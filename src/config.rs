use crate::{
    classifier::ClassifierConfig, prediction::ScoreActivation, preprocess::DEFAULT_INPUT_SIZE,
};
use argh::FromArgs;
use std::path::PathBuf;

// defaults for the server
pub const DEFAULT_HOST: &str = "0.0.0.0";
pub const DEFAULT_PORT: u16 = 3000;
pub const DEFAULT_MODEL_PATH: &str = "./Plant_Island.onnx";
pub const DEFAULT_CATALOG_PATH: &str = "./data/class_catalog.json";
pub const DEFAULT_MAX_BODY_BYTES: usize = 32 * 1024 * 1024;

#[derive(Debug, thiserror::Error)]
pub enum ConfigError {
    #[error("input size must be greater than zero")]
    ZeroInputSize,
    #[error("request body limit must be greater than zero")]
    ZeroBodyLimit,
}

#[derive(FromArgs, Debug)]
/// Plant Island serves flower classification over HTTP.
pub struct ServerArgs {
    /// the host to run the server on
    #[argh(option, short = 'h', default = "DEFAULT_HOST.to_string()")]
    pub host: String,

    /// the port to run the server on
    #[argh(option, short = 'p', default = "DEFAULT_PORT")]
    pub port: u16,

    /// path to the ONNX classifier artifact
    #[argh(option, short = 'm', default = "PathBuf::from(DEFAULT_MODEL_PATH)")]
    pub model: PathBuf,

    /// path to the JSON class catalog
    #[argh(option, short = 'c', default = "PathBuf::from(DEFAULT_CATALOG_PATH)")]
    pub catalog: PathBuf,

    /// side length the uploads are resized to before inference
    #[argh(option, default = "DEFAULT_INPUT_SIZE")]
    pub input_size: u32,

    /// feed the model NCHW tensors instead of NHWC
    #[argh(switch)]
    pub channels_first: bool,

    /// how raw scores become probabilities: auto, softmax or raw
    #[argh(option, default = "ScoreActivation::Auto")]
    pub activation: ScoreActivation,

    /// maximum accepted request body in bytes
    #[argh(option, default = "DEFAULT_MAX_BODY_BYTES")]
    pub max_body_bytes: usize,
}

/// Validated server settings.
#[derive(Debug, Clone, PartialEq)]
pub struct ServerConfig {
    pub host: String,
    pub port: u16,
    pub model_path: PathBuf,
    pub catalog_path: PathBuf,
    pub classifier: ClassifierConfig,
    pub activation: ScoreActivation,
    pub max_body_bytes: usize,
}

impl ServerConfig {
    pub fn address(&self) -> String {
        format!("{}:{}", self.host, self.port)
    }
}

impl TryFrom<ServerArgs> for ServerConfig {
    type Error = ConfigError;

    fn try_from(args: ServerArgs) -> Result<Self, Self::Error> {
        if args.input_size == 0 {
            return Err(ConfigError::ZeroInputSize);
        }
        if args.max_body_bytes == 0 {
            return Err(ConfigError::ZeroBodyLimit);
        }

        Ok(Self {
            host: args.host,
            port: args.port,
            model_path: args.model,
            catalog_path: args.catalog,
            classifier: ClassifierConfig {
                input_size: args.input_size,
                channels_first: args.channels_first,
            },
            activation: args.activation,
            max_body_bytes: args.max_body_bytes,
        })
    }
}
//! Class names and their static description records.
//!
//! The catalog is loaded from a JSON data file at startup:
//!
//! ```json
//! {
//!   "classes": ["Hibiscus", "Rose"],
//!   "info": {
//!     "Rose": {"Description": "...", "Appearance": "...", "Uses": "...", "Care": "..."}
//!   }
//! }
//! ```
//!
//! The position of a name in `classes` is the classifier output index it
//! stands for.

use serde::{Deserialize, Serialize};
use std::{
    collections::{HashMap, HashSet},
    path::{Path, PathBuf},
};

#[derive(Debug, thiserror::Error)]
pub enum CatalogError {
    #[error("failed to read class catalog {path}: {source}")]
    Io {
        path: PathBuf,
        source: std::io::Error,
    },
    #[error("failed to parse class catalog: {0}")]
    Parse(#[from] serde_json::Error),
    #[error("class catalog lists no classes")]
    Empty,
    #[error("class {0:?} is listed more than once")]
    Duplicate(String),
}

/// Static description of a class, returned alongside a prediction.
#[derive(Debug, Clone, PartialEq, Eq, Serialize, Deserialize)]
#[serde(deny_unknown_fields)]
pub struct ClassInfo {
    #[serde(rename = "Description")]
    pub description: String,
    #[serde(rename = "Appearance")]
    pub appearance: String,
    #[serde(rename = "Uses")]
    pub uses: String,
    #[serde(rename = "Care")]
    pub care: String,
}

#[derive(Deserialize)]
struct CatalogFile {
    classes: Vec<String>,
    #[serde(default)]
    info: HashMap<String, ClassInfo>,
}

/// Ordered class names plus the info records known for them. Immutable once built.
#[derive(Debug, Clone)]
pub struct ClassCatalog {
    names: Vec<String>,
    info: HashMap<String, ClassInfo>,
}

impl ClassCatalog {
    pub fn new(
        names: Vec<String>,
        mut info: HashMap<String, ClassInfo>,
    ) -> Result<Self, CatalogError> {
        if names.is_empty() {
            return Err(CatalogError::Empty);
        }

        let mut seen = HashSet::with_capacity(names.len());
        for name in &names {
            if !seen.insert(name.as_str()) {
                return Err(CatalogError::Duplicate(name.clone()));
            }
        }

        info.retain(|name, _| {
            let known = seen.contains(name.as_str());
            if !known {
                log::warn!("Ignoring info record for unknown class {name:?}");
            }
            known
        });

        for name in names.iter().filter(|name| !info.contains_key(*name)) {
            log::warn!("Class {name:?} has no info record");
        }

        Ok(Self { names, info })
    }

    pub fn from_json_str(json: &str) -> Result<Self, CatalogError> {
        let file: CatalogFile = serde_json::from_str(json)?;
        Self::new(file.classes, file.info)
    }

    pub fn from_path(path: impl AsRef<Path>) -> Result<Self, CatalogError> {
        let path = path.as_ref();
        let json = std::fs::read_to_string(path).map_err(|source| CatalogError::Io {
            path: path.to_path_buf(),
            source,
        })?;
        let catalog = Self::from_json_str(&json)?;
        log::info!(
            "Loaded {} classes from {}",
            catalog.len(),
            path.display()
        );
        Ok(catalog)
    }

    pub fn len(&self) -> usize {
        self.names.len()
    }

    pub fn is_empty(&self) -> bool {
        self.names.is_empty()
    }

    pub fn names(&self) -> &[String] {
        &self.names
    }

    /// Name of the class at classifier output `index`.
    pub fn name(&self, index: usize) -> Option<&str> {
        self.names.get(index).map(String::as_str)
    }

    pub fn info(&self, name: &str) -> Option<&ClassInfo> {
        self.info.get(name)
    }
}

______________________________

--- Work to complete ---
The reply must contain each line of the material, reproduced faithfully.

--- Written reply ---
filename src/config.rs
use crate::{
    classifier::ClassifierConfig, prediction::ScoreActivation, preprocess::DEFAULT_INPUT_SIZE,
};
use argh::FromArgs;
use std::path::PathBuf;

// defaults for the server
pub const DEFAULT_HOST: &str = "0.0.0.0";
pub const DEFAULT_PORT: u16 = 3000;
pub const DEFAULT_MODEL_PATH: &str = "./Plant_Island.onnx";
pub const DEFAULT_CATALOG_PATH: &str = "./data/class_catalog.json";
pub const DEFAULT_MAX_BODY_BYTES: usize = 32 * 1024 * 1024;

#[derive(Debug, thiserror::Error)]
pub enum ConfigError {
    #[error("input size must be greater than zero")]
    ZeroInputSize,
    #[error("request body limit must be greater than zero")]
    ZeroBodyLimit,
}

#[derive(FromArgs, Debug)]
/// Plant Island serves flower classification over HTTP.
pub struct ServerArgs {
    /// the host to run the server on
    #[argh(option, short = 'h', default = "DEFAULT_HOST.to_string()")]
    pub host: String,

    /// the port to run the server on
    #[argh(option, short = 'p', default = "DEFAULT_PORT")]
    pub port: u16,

    /// path to the ONNX classifier artifact
    #[argh(option, short = 'm', default = "PathBuf::from(DEFAULT_MODEL_PATH)")]
    pub model: PathBuf,

    /// path to the JSON class catalog
    #[argh(option, short = 'c', default = "PathBuf::from(DEFAULT_CATALOG_PATH)")]
    pub catalog: PathBuf,

    /// side length the uploads are resized to before inference
    #[argh(option, default = "DEFAULT_INPUT_SIZE")]
    pub input_size: u32,

    /// feed the model NCHW tensors instead of NHWC
    #[argh(switch)]
    pub channels_first: bool,

    /// how raw scores become probabilities: auto, softmax or raw
    #[argh(option, default = "ScoreActivation::Auto")]
    pub activation: ScoreActivation,

    /// maximum accepted request body in bytes
    #[argh(option, default = "DEFAULT_MAX_BODY_BYTES")]
    pub max_body_bytes: usize,
}

/// Validated server settings.
#[derive(Debug, Clone, PartialEq)]
pub struct ServerConfig {
    pub host: String,
    pub port: u16,
    pub model_path: PathBuf,
    pub catalog_path: PathBuf,
    pub classifier: ClassifierConfig,
    pub activation: ScoreActivation,
    pub max_body_bytes: usize,
}

impl ServerConfig {
    pub fn address(&self) -> String {
        format!("{}:{}", self.host, self.port)
    }
}

impl TryFrom<ServerArgs> for ServerConfig {
    type Error = ConfigError;

    fn try_from(args: ServerArgs) -> Result<Self, Self::Error> {
        if args.input_size == 0 {
            return Err(ConfigError::ZeroInputSize);
        }
        if args.max_body_bytes == 0 {
            return Err(ConfigError::ZeroBodyLimit);
        }

        Ok(Self {
            host: args.host,
            port: args.port,
            model_path: args.model,
            catalog_path: args.catalog,
            classifier: ClassifierConfig {
                input_size: args.input_size,
                channels_first: args.channels_first,
            },
            activation: args.activation,
            max_body_bytes: args.max_body_bytes,
        })
    }
}
//! Class names and their static description records.
//!
//! The catalog is loaded from a JSON data file at startup:
//!
//! ```json
//! {
//!   "classes": ["Hibiscus", "Rose"],
//!   "info": {
//!     "Rose": {"Description": "...", "Appearance": "...", "Uses": "...", "Care": "..."}
//!   }
//! }
//! ```
//!
//! The position of a name in `classes` is the classifier output index it
//! stands for.

use serde::{Deserialize, Serialize};
use std::{
    collections::{HashMap, HashSet},
    path::{Path, PathBuf},
};

#[derive(Debug, thiserror::Error)]
pub enum CatalogError {
    #[error("failed to read class catalog {path}: {source}")]
    Io {
        path: PathBuf,
        source: std::io::Error,
    },
    #[error("failed to parse class catalog: {0}")]
    Parse(#[from] serde_json::Error),
    #[error("class catalog lists no classes")]
    Empty,
    #[error("class {0:?} is listed more than once")]
    Duplicate(String),
}

/// Static description of a class, returned alongside a prediction.
#[derive(Debug, Clone, PartialEq, Eq, Serialize, Deserialize)]
#[serde(deny_unknown_fields)]
pub struct ClassInfo {
    #[serde(rename = "Description")]
    pub description: String,
    #[serde(rename = "Appearance")]
    pub appearance: String,
    #[serde(rename = "Uses")]
    pub uses: String,
    #[serde(rename = "Care")]
    pub care: String,
}

#[derive(Deserialize)]
struct CatalogFile {
    classes: Vec<String>,
    #[serde(default)]
    info: HashMap<String, ClassInfo>,
}

/// Ordered class names plus the info records known for them. Immutable once built.
#[derive(Debug, Clone)]
pub struct ClassCatalog {
    names: Vec<String>,
    info: HashMap<String, ClassInfo>,
}

impl ClassCatalog {
    pub fn new(
        names: Vec<String>,
        mut info: HashMap<String, ClassInfo>,
    ) -> Result<Self, CatalogError> {
        if names.is_empty() {
            return Err(CatalogError::Empty);
        }

        let mut seen = HashSet::with_capacity(names.len());
        for name in &names {
            if !seen.insert(name.as_str()) {
                return Err(CatalogError::Duplicate(name.clone()));
            }
        }

        info.retain(|name, _| {
            let known = seen.contains(name.as_str());
            if !known {
                log::warn!("Ignoring info record for unknown class {name:?}");
            }
            known
        });

        for name in names.iter().filter(|name| !info.contains_key(*name)) {
            log::warn!("Class {name:?} has no info record");
        }

        Ok(Self { names, info })
    }

    pub fn from_json_str(json: &str) -> Result<Self, CatalogError> {
        let file: CatalogFile = serde_json::from_str(json)?;
        Self::new(file.classes, file.info)
    }

    pub fn from_path(path: impl AsRef<Path>) -> Result<Self, CatalogError> {
        let path = path.as_ref();
        let json = std::fs::read_to_string(path).map_err(|source| CatalogError::Io {
            path: path.to_path_buf(),
            source,
        })?;
        let catalog = Self::from_json_str(&json)?;
        log::info!(
            "Loaded {} classes from {}",
            catalog.len(),
            path.display()
        );
        Ok(catalog)
    }

    pub fn len(&self) -> usize {
        self.names.len()
    }

    pub fn is_empty(&self) -> bool {
        self.names.is_empty()
    }

    pub fn names(&self) -> &[String] {
        &self.names
    }

    /// Name of the class at classifier output `index`.
    pub fn name(&self, index: usize) -> Option<&str> {
        self.names.get(index).map(String::as_str)
    }

    pub fn info(&self, name: &str) -> Option<&ClassInfo> {
        self.info.get(name)
    }
}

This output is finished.